YOUR TASK »
The number needed is how many lines of the data hold the string "DTOs". Give that number and nothing more.

EXCERPTED RECORDS »
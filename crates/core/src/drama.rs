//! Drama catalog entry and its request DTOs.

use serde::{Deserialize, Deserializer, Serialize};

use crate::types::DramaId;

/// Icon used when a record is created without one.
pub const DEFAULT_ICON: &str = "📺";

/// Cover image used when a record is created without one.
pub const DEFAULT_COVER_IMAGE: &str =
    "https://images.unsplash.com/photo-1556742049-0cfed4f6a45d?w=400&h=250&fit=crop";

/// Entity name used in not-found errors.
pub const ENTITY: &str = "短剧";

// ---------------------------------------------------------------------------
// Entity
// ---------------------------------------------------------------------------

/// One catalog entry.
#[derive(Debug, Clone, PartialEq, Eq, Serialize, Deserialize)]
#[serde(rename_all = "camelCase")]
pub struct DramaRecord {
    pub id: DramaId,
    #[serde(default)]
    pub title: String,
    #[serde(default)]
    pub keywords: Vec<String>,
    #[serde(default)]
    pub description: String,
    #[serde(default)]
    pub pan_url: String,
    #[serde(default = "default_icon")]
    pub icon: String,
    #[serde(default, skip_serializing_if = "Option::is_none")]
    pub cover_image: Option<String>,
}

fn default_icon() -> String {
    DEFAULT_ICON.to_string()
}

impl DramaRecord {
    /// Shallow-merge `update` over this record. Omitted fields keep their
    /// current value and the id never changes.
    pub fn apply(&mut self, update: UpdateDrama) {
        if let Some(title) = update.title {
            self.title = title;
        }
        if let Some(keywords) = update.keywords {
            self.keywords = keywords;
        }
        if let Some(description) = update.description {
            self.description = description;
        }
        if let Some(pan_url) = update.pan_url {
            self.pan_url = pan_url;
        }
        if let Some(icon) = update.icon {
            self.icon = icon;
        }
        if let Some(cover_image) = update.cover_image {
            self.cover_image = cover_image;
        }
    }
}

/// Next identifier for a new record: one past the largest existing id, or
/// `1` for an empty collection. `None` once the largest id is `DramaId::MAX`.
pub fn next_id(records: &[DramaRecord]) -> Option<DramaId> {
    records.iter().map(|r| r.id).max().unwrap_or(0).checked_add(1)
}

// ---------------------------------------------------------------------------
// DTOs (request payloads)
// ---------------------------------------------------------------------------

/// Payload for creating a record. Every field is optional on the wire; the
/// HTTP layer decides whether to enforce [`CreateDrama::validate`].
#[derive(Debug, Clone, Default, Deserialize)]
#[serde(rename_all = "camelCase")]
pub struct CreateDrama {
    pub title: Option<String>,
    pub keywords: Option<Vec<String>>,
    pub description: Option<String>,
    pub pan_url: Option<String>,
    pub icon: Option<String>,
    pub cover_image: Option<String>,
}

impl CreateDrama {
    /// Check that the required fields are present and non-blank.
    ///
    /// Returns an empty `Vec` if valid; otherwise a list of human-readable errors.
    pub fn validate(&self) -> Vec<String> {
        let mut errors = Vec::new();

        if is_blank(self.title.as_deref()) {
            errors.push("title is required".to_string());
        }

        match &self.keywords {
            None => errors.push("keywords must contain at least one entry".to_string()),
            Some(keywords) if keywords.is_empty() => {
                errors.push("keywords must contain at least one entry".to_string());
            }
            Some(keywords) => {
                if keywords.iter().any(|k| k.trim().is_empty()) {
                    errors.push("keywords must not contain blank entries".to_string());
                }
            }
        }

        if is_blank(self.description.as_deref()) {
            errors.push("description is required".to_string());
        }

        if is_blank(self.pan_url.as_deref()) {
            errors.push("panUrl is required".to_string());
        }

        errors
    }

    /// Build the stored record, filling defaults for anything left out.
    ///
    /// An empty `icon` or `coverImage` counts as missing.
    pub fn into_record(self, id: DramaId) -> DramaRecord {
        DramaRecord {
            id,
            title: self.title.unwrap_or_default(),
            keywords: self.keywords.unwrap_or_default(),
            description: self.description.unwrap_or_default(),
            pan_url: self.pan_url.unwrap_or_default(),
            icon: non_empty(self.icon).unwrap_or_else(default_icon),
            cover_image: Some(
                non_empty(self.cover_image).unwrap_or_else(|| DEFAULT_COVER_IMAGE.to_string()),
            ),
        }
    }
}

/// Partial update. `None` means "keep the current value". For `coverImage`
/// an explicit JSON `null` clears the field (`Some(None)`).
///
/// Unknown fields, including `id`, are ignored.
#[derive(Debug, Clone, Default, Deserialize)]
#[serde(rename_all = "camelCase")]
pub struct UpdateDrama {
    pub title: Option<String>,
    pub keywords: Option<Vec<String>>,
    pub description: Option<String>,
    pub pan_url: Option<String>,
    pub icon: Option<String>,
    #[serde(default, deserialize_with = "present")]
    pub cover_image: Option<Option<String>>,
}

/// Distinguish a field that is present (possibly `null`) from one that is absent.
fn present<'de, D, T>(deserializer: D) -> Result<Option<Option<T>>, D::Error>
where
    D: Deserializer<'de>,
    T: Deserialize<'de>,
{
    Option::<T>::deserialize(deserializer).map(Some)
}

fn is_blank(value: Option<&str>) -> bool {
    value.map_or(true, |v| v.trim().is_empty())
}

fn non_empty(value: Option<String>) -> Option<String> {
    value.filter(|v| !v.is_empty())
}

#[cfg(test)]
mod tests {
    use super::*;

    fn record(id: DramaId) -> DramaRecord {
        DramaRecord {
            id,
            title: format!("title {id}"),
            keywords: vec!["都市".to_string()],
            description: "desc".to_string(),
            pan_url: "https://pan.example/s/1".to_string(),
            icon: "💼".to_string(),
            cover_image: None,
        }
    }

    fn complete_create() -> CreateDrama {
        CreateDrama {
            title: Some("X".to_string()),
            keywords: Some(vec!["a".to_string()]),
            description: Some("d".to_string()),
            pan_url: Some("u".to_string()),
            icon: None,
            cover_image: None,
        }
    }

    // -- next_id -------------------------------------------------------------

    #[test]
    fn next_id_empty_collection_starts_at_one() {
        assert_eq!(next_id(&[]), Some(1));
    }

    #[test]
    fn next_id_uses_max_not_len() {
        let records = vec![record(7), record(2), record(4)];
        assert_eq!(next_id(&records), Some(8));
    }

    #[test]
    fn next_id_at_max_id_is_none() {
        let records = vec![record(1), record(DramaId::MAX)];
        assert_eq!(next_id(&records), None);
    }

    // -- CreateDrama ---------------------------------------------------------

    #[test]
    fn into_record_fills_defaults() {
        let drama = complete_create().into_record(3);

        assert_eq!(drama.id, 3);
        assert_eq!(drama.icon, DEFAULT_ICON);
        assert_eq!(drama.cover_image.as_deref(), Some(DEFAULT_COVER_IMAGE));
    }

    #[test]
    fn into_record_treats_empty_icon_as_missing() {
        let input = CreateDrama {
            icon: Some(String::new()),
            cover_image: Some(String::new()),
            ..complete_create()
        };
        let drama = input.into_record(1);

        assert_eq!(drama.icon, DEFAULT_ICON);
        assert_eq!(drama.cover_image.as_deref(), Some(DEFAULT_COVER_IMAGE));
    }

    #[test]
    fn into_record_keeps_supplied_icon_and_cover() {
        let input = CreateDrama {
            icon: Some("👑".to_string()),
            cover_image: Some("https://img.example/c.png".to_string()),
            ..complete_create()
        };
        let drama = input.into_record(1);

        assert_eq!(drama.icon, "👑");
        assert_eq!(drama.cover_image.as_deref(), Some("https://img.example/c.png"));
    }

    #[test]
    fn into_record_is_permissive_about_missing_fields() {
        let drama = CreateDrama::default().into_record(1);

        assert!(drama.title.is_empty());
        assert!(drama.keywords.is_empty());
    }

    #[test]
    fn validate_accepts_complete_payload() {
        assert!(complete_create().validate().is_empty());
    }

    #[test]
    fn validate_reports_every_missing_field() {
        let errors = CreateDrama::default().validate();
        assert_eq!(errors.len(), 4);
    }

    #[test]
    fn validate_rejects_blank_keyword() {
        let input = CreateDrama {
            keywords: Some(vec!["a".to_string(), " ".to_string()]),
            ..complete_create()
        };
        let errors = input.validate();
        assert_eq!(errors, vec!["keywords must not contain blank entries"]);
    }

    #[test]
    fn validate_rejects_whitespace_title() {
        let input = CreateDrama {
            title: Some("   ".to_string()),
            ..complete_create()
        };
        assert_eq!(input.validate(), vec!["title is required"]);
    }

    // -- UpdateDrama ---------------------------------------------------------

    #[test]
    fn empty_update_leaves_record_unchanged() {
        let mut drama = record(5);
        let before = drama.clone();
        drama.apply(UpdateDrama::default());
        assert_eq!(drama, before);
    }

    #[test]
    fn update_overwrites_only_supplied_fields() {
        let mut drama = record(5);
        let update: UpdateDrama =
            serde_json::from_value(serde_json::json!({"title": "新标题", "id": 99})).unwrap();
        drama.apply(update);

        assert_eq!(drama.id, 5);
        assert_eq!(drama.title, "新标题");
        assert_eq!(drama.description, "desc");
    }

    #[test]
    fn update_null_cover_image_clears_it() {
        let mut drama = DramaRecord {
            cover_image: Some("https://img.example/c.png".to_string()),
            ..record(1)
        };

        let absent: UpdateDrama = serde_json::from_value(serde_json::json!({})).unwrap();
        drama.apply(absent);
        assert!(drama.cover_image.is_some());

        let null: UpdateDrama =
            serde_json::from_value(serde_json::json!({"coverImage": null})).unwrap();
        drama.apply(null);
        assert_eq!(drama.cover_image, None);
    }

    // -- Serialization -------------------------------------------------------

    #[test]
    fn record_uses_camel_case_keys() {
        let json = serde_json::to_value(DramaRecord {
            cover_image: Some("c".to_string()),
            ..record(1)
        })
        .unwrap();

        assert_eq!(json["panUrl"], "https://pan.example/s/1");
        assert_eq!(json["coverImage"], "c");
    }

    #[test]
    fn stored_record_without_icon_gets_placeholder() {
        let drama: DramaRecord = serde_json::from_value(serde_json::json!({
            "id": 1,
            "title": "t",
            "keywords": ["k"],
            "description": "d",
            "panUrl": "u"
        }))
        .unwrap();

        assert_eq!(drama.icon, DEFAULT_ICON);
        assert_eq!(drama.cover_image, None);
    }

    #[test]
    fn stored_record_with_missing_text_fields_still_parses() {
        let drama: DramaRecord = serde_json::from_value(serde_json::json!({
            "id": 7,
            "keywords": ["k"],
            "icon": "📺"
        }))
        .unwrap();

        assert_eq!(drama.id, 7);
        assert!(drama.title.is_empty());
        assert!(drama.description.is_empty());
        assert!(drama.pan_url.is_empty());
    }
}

EXERCISE OUTPUT »
2